The answer came as the entire conversation was changed thanks to one Danny Jacobs, the “Miracle Man” who performed his greatest (boxing) miracle on March 18th in front of a crowd he couldn’t even call his own despite it being mere miles from his home in Brooklyn. Jacobs did not wilt under Golovkin’s power, and enjoyed respect for his own. He did not tire or get careless, and utilized his considerable advantages in speed and size to score points round after round. In the end Golovkin kept his belts, but lost the regal air that he made into his very own brand.
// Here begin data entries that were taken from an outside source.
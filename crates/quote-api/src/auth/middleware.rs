//! Axum용 JWT 인증 추출기.
//!
//! `Authorization: Bearer <token>` 헤더에서 토큰을 꺼내 검증하고,
//! 실패 시 `WWW-Authenticate: Bearer` 챌린지가 포함된 401을
//! 반환합니다.

use axum::{
    extract::FromRequestParts,
    http::{header::AUTHORIZATION, request::Parts},
    response::{IntoResponse, Response},
};

use super::jwt::{decode_token, Claims, JwtError};
use crate::error::ApiError;

/// JWT 비밀 키 저장소.
///
/// Extension 레이어로 라우터에 주입되어 추출기가 읽습니다.
#[derive(Clone)]
pub struct JwtConfig {
    pub secret: String,
}

/// JWT 인증 추출기.
///
/// # 사용 예시
///
/// ```rust,ignore
/// async fn protected_handler(
///     JwtAuth(claims): JwtAuth,
/// ) -> impl IntoResponse {
///     format!("Authenticated user: {}", claims.sub)
/// }
/// ```
#[derive(Debug, Clone)]
pub struct JwtAuth(pub Claims);

/// JWT 인증 실패.
#[derive(Debug, thiserror::Error)]
pub enum JwtAuthError {
    #[error("인증 토큰이 필요합니다")]
    MissingToken,
    #[error("잘못된 Authorization 헤더 형식")]
    InvalidAuthHeader,
    #[error("토큰이 만료되었습니다")]
    TokenExpired,
    #[error("유효하지 않은 토큰")]
    InvalidToken,
}

impl IntoResponse for JwtAuthError {
    fn into_response(self) -> Response {
        let code = match &self {
            JwtAuthError::MissingToken => "MISSING_TOKEN",
            JwtAuthError::InvalidAuthHeader => "INVALID_AUTH_HEADER",
            JwtAuthError::TokenExpired => "TOKEN_EXPIRED",
            JwtAuthError::InvalidToken => "INVALID_TOKEN",
        };

        ApiError::new(axum::http::StatusCode::UNAUTHORIZED, code, self.to_string())
            .into_response()
    }
}

impl<S> FromRequestParts<S> for JwtAuth
where
    S: Send + Sync,
{
    type Rejection = JwtAuthError;

    async fn from_request_parts(parts: &mut Parts, _state: &S) -> Result<Self, Self::Rejection> {
        // Authorization 헤더에서 토큰 추출
        let auth_header = parts
            .headers
            .get(AUTHORIZATION)
            .and_then(|h| h.to_str().ok())
            .ok_or(JwtAuthError::MissingToken)?;

        // Bearer 토큰 형식 확인
        let token = auth_header
            .strip_prefix("Bearer ")
            .ok_or(JwtAuthError::InvalidAuthHeader)?;

        // Extension에서 JWT 비밀 키 가져오기 (미주입 시 환경 변수)
        let jwt_secret = parts
            .extensions
            .get::<JwtConfig>()
            .map(|c| c.secret.clone())
            .unwrap_or_else(|| {
                std::env::var("JWT_SECRET")
                    .unwrap_or_else(|_| "dev-secret-key-change-in-production".to_string())
            });

        let token_data = decode_token(token, &jwt_secret).map_err(|e| match e {
            JwtError::TokenExpired => JwtAuthError::TokenExpired,
            _ => JwtAuthError::InvalidToken,
        })?;

        Ok(JwtAuth(token_data.claims))
    }
}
The “big drama show” was meant to allude to the primal nature of his fights, in which the audience knew that eventually, in some form or the other, Golovkin would deliver another satisfying knockout. On that Saturday night, the drama came in watching the live underdog far exceed expectations and nearly rip the rug, carefully crafted over years of arduous work, from under Golovkin’s feet. As the words “by unanimous decision” rang out, Golovkin’s face betrayed no fear or worry, but one must imagine he was internally reflecting on his performance.
Though his praise of Jacobs was consistent throughout the fight build up, perhaps somewhere in his heart he too believed this step up in competition would result similarly to all those previous. No longer can he be remembered as not having enjoyed the benefit of the doubt in a decision. Fans now have little choice but to accept that he, by his own admission, cannot “destroy” everyone even within his own division.
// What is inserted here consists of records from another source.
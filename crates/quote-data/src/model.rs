//! 시장 데이터 값 레코드.
//!
//! 업스트림에서 수집한 데이터를 프론트엔드 JSON 형식(camelCase)으로
//! 표현하는 불변 레코드들입니다. 구성 후 변경되지 않습니다.

use chrono::NaiveDate;
use serde::{Deserialize, Serialize};
use utoipa::ToSchema;

/// 주식 시세 스냅샷.
#[derive(Debug, Clone, PartialEq, Serialize, Deserialize, ToSchema)]
#[serde(rename_all = "camelCase")]
pub struct StockInfo {
    /// 티커 심볼
    pub symbol: String,
    /// 회사명
    pub name: String,
    /// 현재가
    pub current_price: f64,
    /// 전일 종가
    pub previous_close: f64,
    /// 변동폭
    pub change: f64,
    /// 변동률 (%)
    pub change_percent: f64,
    /// 당일 고가
    #[serde(skip_serializing_if = "Option::is_none")]
    pub high: Option<f64>,
    /// 당일 저가
    #[serde(skip_serializing_if = "Option::is_none")]
    pub low: Option<f64>,
    /// 거래량
    #[serde(skip_serializing_if = "Option::is_none")]
    pub volume: Option<i64>,
    /// 시가총액
    #[serde(skip_serializing_if = "Option::is_none")]
    pub market_cap: Option<f64>,
    /// PER
    #[serde(skip_serializing_if = "Option::is_none")]
    pub pe_ratio: Option<f64>,
    /// 배당수익률 (%)
    #[serde(skip_serializing_if = "Option::is_none")]
    pub dividend_yield: Option<f64>,
    /// 베타
    #[serde(skip_serializing_if = "Option::is_none")]
    pub beta: Option<f64>,
    /// 52주 고가
    #[serde(skip_serializing_if = "Option::is_none")]
    pub fifty_two_week_high: Option<f64>,
    /// 52주 저가
    #[serde(skip_serializing_if = "Option::is_none")]
    pub fifty_two_week_low: Option<f64>,
    /// 평균 거래량
    #[serde(skip_serializing_if = "Option::is_none")]
    pub avg_volume: Option<i64>,
    /// 통화
    pub currency: String,
    /// 거래소
    #[serde(skip_serializing_if = "Option::is_none")]
    pub exchange: Option<String>,
    /// 섹터
    #[serde(skip_serializing_if = "Option::is_none")]
    pub sector: Option<String>,
    /// 산업
    #[serde(skip_serializing_if = "Option::is_none")]
    pub industry: Option<String>,
}

impl StockInfo {
    /// 변동폭/변동률을 현재가와 전일 종가에서 다시 계산합니다.
    ///
    /// 변동률 계산은 이 메서드 한 곳에서만 수행됩니다.
    /// `previous_close`가 0 이하이면 변동률은 0입니다 (0으로 나누기 방지).
    pub fn with_computed_change(mut self) -> Self {
        self.change = self.current_price - self.previous_close;
        self.change_percent = if self.previous_close > 0.0 {
            self.change / self.previous_close * 100.0
        } else {
            0.0
        };
        self
    }
}

/// 차트의 단일 OHLCV 포인트.
#[derive(Debug, Clone, PartialEq, Serialize, Deserialize, ToSchema)]
pub struct ChartPoint {
    /// 타임스탬프 (RFC 3339)
    pub timestamp: String,
    /// 시가
    pub open: f64,
    /// 고가
    pub high: f64,
    /// 저가
    pub low: f64,
    /// 종가
    pub close: f64,
    /// 거래량
    pub volume: i64,
}

/// 차트 시계열.
#[derive(Debug, Clone, PartialEq, Serialize, Deserialize, ToSchema)]
pub struct ChartSeries {
    /// 티커 심볼
    pub symbol: String,
    /// 조회 기간
    pub period: String,
    /// 조회 간격
    pub interval: String,
    /// OHLCV 포인트 목록
    pub data: Vec<ChartPoint>,
}

/// 단일 기간 재무 요약.
#[derive(Debug, Clone, PartialEq, Serialize, Deserialize, ToSchema)]
#[serde(rename_all = "camelCase")]
pub struct FinancialSummary {
    /// 티커 심볼
    pub symbol: String,
    /// 기간 (예: "TTM", "2024")
    pub period: String,
    /// 매출
    #[serde(skip_serializing_if = "Option::is_none")]
    pub revenue: Option<f64>,
    /// 순이익
    #[serde(skip_serializing_if = "Option::is_none")]
    pub net_income: Option<f64>,
    /// 영업이익
    #[serde(skip_serializing_if = "Option::is_none")]
    pub operating_income: Option<f64>,
}

/// 단일 배당 지급 내역.
#[derive(Debug, Clone, PartialEq, Serialize, Deserialize, ToSchema)]
#[serde(rename_all = "camelCase")]
pub struct DividendPayment {
    /// 티커 심볼
    pub symbol: String,
    /// 배당 기준일
    pub date: NaiveDate,
    /// 주당 배당금
    pub amount: f64,
    /// 배당 유형 (항상 "cash")
    #[serde(rename = "type")]
    pub kind: String,
}

/// 검색 결과 후보.
#[derive(Debug, Clone, PartialEq, Serialize, Deserialize, ToSchema)]
#[serde(rename_all = "camelCase")]
pub struct StockSuggestion {
    /// 티커 심볼
    pub symbol: String,
    /// 회사명
    pub name: String,
    /// 거래소
    pub exchange: String,
    /// 종목 유형
    #[serde(rename = "type")]
    pub kind: String,
    /// 국가
    pub country: String,
}

/// 회사 프로필 (이중 언어 설명 포함).
#[derive(Debug, Clone, PartialEq, Serialize, Deserialize, ToSchema)]
#[serde(rename_all = "camelCase")]
pub struct CompanyProfile {
    /// 티커 심볼
    pub symbol: String,
    /// 회사명
    pub name: String,
    /// 섹터
    #[serde(skip_serializing_if = "Option::is_none")]
    pub sector: Option<String>,
    /// 산업
    #[serde(skip_serializing_if = "Option::is_none")]
    pub industry: Option<String>,
    /// 국가
    #[serde(skip_serializing_if = "Option::is_none")]
    pub country: Option<String>,
    /// 웹사이트
    #[serde(skip_serializing_if = "Option::is_none")]
    pub website: Option<String>,
    /// 한글 설명 (번역 실패 시 영문 원본)
    #[serde(skip_serializing_if = "Option::is_none")]
    pub description: Option<String>,
    /// 영문 원본 설명
    pub original_description: String,
    /// 임직원 수
    #[serde(skip_serializing_if = "Option::is_none")]
    pub employees: Option<i64>,
    /// 시가총액
    #[serde(skip_serializing_if = "Option::is_none")]
    pub market_cap: Option<f64>,
}

/// 시가총액 랭킹 행.
#[derive(Debug, Clone, PartialEq, Serialize, Deserialize, ToSchema)]
#[serde(rename_all = "camelCase")]
pub struct MarketCapEntry {
    /// 티커 심볼
    pub symbol: String,
    /// 회사명
    pub name: String,
    /// 현재가
    pub price: f64,
    /// 변동폭
    pub change: f64,
    /// 변동률 (%)
    pub change_percent: f64,
    /// 시가총액
    pub market_cap: f64,
    /// 거래량
    pub volume: i64,
}

impl From<&StockInfo> for MarketCapEntry {
    fn from(info: &StockInfo) -> Self {
        Self {
            symbol: info.symbol.clone(),
            name: info.name.clone(),
            price: info.current_price,
            change: info.change,
            change_percent: info.change_percent,
            market_cap: info.market_cap.unwrap_or(0.0),
            volume: info.volume.unwrap_or(0),
        }
    }
}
There are factors involved beyond merely the skill of the two competitors in the outcome of the fight. It’s been no secret that Golovkin was the smaller man in reach and stature, weighing perhaps up to 10 lbs less than the younger, spry Jacobs. The challenger was likely at his absolute physical and emotional peak, and one cannot help but wonder if his chin was underestimated in the champion’s training camp. This is not to say Golovkin was gifted the win. Though losing rounds, he did score a flash knockdown and overall landed several more punches, courtesy of his obtrusive power jab.
One of his more impressive talents on display was the punch resistance he showed in taking Jacobs’ vaunted power, never showing significant signs of hurt or damage. Taking such shots against a bigger man while coming forward adds to Golovkin’s case for having one of the great chins in boxing history.
However, to seek out individual aspects of Golovkin’s boxing which remain unchallenged is not what we must do, and this is precisely the greatest lesson from his fight. Gennady Golovkin is not invincible. However, that fact is not a threat to the greatness he may one day achieve. In judging the boxing greats we do look for their worst performances along with their best, but it is not by any means perfection which defines them.
Even within the middlweight division itself, previous undisputed champions were not exactly untested. Marvin Hagler ended his career with very challenging bouts against John Mugabi, Tommy Hearns and Ray Leonard; great boxers who were smaller or moving up in weight to fight an older Hagler.
Jacobs proved his status as an elite fighter and also taught us a bit about Golovkin’s weaknesses, showing us clearly that the latter should not be considered a man who cannot bleed. A very good, very fast opponent with sufficient advantages in size and possibly youth is able to survive and win rounds against the now former bogeyman of boxing. Something to be ashamed of? Absolutely not. After all, Gennady’s only human.